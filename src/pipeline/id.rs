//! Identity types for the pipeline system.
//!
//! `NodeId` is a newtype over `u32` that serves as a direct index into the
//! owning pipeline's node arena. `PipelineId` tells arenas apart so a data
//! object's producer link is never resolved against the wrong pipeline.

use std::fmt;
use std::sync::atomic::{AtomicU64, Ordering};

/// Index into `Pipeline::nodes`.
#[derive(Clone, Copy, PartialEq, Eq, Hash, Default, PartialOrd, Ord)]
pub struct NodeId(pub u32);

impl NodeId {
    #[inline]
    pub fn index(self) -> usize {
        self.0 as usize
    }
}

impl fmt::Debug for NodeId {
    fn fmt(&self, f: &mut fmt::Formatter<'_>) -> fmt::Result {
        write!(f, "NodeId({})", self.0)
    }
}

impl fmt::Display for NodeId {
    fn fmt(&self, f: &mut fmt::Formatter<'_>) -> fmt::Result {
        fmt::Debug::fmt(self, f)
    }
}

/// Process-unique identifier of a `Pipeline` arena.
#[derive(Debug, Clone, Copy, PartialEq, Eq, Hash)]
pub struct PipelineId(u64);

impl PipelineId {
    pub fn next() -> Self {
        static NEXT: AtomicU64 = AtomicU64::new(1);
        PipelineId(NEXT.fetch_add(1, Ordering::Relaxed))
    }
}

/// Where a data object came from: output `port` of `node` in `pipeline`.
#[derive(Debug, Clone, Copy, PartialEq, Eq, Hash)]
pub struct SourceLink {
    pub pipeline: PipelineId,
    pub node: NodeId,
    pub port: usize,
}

Activity » Print every record above exactly as it was given.

Final answer »
filename src/pipeline/id.rs
//! Identity types for the pipeline system.
//!
//! `NodeId` is a newtype over `u32` that serves as a direct index into the
//! owning pipeline's node arena. `PipelineId` tells arenas apart so a data
//! object's producer link is never resolved against the wrong pipeline.

use std::fmt;
use std::sync::atomic::{AtomicU64, Ordering};

/// Index into `Pipeline::nodes`.
#[derive(Clone, Copy, PartialEq, Eq, Hash, Default, PartialOrd, Ord)]
pub struct NodeId(pub u32);

impl NodeId {
    #[inline]
    pub fn index(self) -> usize {
        self.0 as usize
    }
}

impl fmt::Debug for NodeId {
    fn fmt(&self, f: &mut fmt::Formatter<'_>) -> fmt::Result {
        write!(f, "NodeId({})", self.0)
    }
}

impl fmt::Display for NodeId {
    fn fmt(&self, f: &mut fmt::Formatter<'_>) -> fmt::Result {
        fmt::Debug::fmt(self, f)
    }
}

/// Process-unique identifier of a `Pipeline` arena.
#[derive(Debug, Clone, Copy, PartialEq, Eq, Hash)]
pub struct PipelineId(u64);

impl PipelineId {
    pub fn next() -> Self {
        static NEXT: AtomicU64 = AtomicU64::new(1);
        PipelineId(NEXT.fetch_add(1, Ordering::Relaxed))
    }
}

/// Where a data object came from: output `port` of `node` in `pipeline`.
#[derive(Debug, Clone, Copy, PartialEq, Eq, Hash)]
pub struct SourceLink {
    pub pipeline: PipelineId,
    pub node: NodeId,
    pub port: usize,
}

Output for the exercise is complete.